George Gascón: Zero Empathy for the Victimized

By Eric Siddall

George Gascón’s campaign has embraced those who victimize the innocent. In a recent campaign stop, Gascón took a photo flanked by state prisoners. There was no mention of the people victimized by those inmates. This disregard of victims is consistent with his history in San Francisco. As San Francisco residents saw a rise in property and quality of life crimes, Gascón ignored their concerns. He developed no mental health treatment program to deal with the rise of homelessness. Meanwhile, when victims died because of his experiments with the criminal justice system, he exhibited a brutish behavior that should be a warning to all of us who care about Los Angeles. His interactions with one particular San Francisco family are particularly illustrative.

On July 16, 2017, Edward French was murdered by Lamonte Mims in San Francisco. The tragedy of this murder was compounded by the fact that Mims had been in custody on a gun charge but was released by a San Francisco judge just five days before the murder. If that judge had not released Mims, Edward French would still be alive today.

The judge released Mims based upon an algorithm used to determine Mims’ risk of flight and his dangerousness. This algorithm, or risk assessment tool, was being used by the San Francisco courts as an alternative to the bail system. It was an experiment supported by San Francisco District Attorney George Gascón.

There was a problem with the tool’s assessment regarding Mims’ pre-trial custody status. The clerk responsible for entering the data inadvertently omitted parts of Mims’ criminal history. As a result, Mims was given a low score by the algorithm. The judge who decided that Mims should be released relied entirely on this score, rather than also examining Mims’ criminal record. Understandably, French’s family felt that the criminal justice system let them down.

In a meeting, Lorraine French, the victim’s sister, questioned Gascón about his support of the risk assessment tool that resulted in Mims being released. According to both Lorraine and Edward French’s partner, Brian Higginbotham, Gascón became visibly angry and hostile towards Lorraine. Gascón lectured her about how Cuba, which did not have a bail system, was perfectly safe, ergo Mims’s release was not the problem. Notwithstanding the false comparison between the American criminal justice system and Cuba’s authoritarian regime, Gascón, according to those present, exhibited a total lack of empathy towards them. This family had just lost their loved one because of a failed experiment he helped put in place, and rather than listen and empathize, he immediately lost control and started lecturing them about the Cuban criminal justice system.
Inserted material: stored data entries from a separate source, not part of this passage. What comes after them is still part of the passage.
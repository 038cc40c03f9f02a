//! Decoded workbook input
//!
//! The loader never touches files itself. It consumes [`RawSheet`]s from a
//! [`SheetSource`], which may be a real spreadsheet decoder or an in-memory
//! grid built in tests.

use crate::cell::CellValue;
use crate::error::{Error, Result};
use std::collections::VecDeque;

/// One decoded sheet: a name and its rows, header row first
#[derive(Debug, Clone, PartialEq, Default)]
pub struct RawSheet {
    /// Sheet name as the decoder reported it (untrimmed)
    pub name: String,
    /// Rows of cells addressed by zero-based column position
    pub rows: Vec<Vec<CellValue>>,
}

impl RawSheet {
    /// Create a sheet from a name and rows
    pub fn new(name: impl Into<String>, rows: Vec<Vec<CellValue>>) -> Self {
        Self {
            name: name.into(),
            rows,
        }
    }

    /// The header row, if the sheet has any rows at all
    pub fn header(&self) -> Option<&[CellValue]> {
        self.rows.first().map(Vec::as_slice)
    }

    /// Rows after the header
    pub fn data_rows(&self) -> &[Vec<CellValue>] {
        self.rows.get(1..).unwrap_or(&[])
    }

    /// Parse CSV text into a sheet. The first record becomes the header row.
    pub fn from_csv_str(name: impl Into<String>, content: &str) -> Result<Self> {
        Self::from_csv_reader(name, content.as_bytes())
    }

    /// Parse CSV from any reader into a sheet
    pub fn from_csv_reader<R: std::io::Read>(name: impl Into<String>, reader: R) -> Result<Self> {
        let name = name.into();
        let mut csv_reader = csv::ReaderBuilder::new()
            .has_headers(false)
            .flexible(true) // Allow varying number of fields
            .from_reader(reader);

        let mut rows = Vec::new();
        for result in csv_reader.records() {
            let record = result.map_err(|e| Error::Csv {
                source_name: name.clone(),
                source: e,
            })?;
            rows.push(record.iter().map(CellValue::parse).collect());
        }

        Ok(Self { name, rows })
    }
}

/// A decoder that yields sheets one at a time.
///
/// `Ok(None)` signals that no more sheets remain.
pub trait SheetSource {
    fn next_sheet(&mut self) -> Result<Option<RawSheet>>;
}

/// In-memory sheet source
#[derive(Debug, Clone, Default)]
pub struct MemorySource {
    sheets: VecDeque<RawSheet>,
}

impl MemorySource {
    pub fn new(sheets: Vec<RawSheet>) -> Self {
        Self {
            sheets: sheets.into(),
        }
    }

    /// Append a sheet to the end of the source
    pub fn push(&mut self, sheet: RawSheet) {
        self.sheets.push_back(sheet);
    }
}

impl From<Vec<RawSheet>> for MemorySource {
    fn from(sheets: Vec<RawSheet>) -> Self {
        Self::new(sheets)
    }
}

impl SheetSource for MemorySource {
    fn next_sheet(&mut self) -> Result<Option<RawSheet>> {
        Ok(self.sheets.pop_front())
    }
}
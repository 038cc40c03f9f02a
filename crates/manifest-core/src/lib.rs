//! manifest-core: Core library for MCC patch manifest workbooks
//!
//! This library provides functionality to:
//! - Read decoded workbook sheets into normalized manifest rows
//! - Separate the "MCC Base" sheet from the per-title sheets
//! - Resolve, for a base release, the matching release of another title

pub mod cell;
pub mod config;
pub mod error;
pub mod loader;
pub mod matcher;
pub mod row;
pub mod source;

pub use cell::CellValue;
pub use config::{ColumnNames, LoaderConfig, DEFAULT_BASE_SHEET};
pub use error::{Error, Result};
pub use loader::{fold_key, load, load_with_config, GroupMatch, HeaderIndex, WorkbookData};
pub use matcher::{
    normalize_release, resolve, Match, MatchKind, MatchStrategy, Matcher, ReleaseKeyStrategy,
    SlugOrdinalStrategy,
};
pub use row::{slug_ordinal, sort_newest_first, ManifestRow};
pub use source::{MemorySource, RawSheet, SheetSource};
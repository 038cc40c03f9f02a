//! Spreadsheet workbooks (xlsx, xls, xlsb, ods) read through calamine

use calamine::{open_workbook_auto, Data, Reader, Sheets};
use manifest_core::{CellValue, Error, RawSheet, Result, SheetSource};
use std::collections::VecDeque;
use std::fs::File;
use std::io::BufReader;
use std::path::Path;
use tracing::debug;

/// Yields the sheets of a workbook file in workbook order
pub struct WorkbookSource {
    workbook: Sheets<BufReader<File>>,
    pending: VecDeque<String>,
    source_name: String,
}

impl WorkbookSource {
    pub fn open(path: &Path) -> Result<Self> {
        let source_name = path.display().to_string();
        let workbook = open_workbook_auto(path).map_err(|e| Error::Decode {
            source_name: source_name.clone(),
            message: e.to_string(),
        })?;
        let pending = VecDeque::from(workbook.sheet_names().to_vec());

        Ok(Self {
            workbook,
            pending,
            source_name,
        })
    }
}

impl SheetSource for WorkbookSource {
    fn next_sheet(&mut self) -> Result<Option<RawSheet>> {
        let Some(name) = self.pending.pop_front() else {
            return Ok(None);
        };

        let range = self
            .workbook
            .worksheet_range(&name)
            .map_err(|e| Error::Decode {
                source_name: self.source_name.clone(),
                message: format!("sheet '{}': {}", name, e),
            })?;

        let rows = pad_to_origin(
            range.start(),
            range.rows().map(|r| r.iter().map(convert_cell).collect()),
        );

        debug!(sheet = %name, rows = rows.len(), "decoded sheet");
        Ok(Some(RawSheet::new(name, rows)))
    }
}

/// calamine ranges start at the first used cell; pad back to A1 so the
/// first row read is the sheet's first row
fn pad_to_origin<I>(start: Option<(u32, u32)>, rows: I) -> Vec<Vec<CellValue>>
where
    I: IntoIterator<Item = Vec<CellValue>>,
{
    let (first_row, first_col) = start.unwrap_or((0, 0));
    let mut padded: Vec<Vec<CellValue>> = vec![Vec::new(); first_row as usize];
    for row in rows {
        let mut cells = vec![CellValue::Empty; first_col as usize];
        cells.extend(row);
        padded.push(cells);
    }
    padded
}

/// Map a calamine cell onto the loader's cell model
fn convert_cell(data: &Data) -> CellValue {
    match data {
        Data::Empty => CellValue::Empty,
        Data::String(s) => CellValue::String(s.clone()),
        Data::Float(f) => CellValue::Float(*f),
        Data::Int(i) => CellValue::Integer(*i),
        Data::Bool(b) => CellValue::Bool(*b),
        // Date cells keep their serial number
        Data::DateTime(dt) => CellValue::Float(dt.as_f64()),
        Data::DateTimeIso(s) | Data::DurationIso(s) => CellValue::String(s.clone()),
        Data::Error(e) => CellValue::String(format!("#{:?}", e)),
    }
}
This interaction with the French family is emblematic of a larger issue with George Gascón. He shows no concern about the rise in property crime. There is never a word about racial disparity of victims. There is a denial that we have a gang problem in this county. Rather, his policies and his rhetoric are focused on experimenting with the criminal justice system for the benefit of those who victimize rather than those who are victimized.

Eric Siddall is Vice President of the Association of Los Angeles Deputy District Attorneys, the collective bargaining agent representing nearly 1,000 Deputy District Attorneys who work for the County of Los Angeles.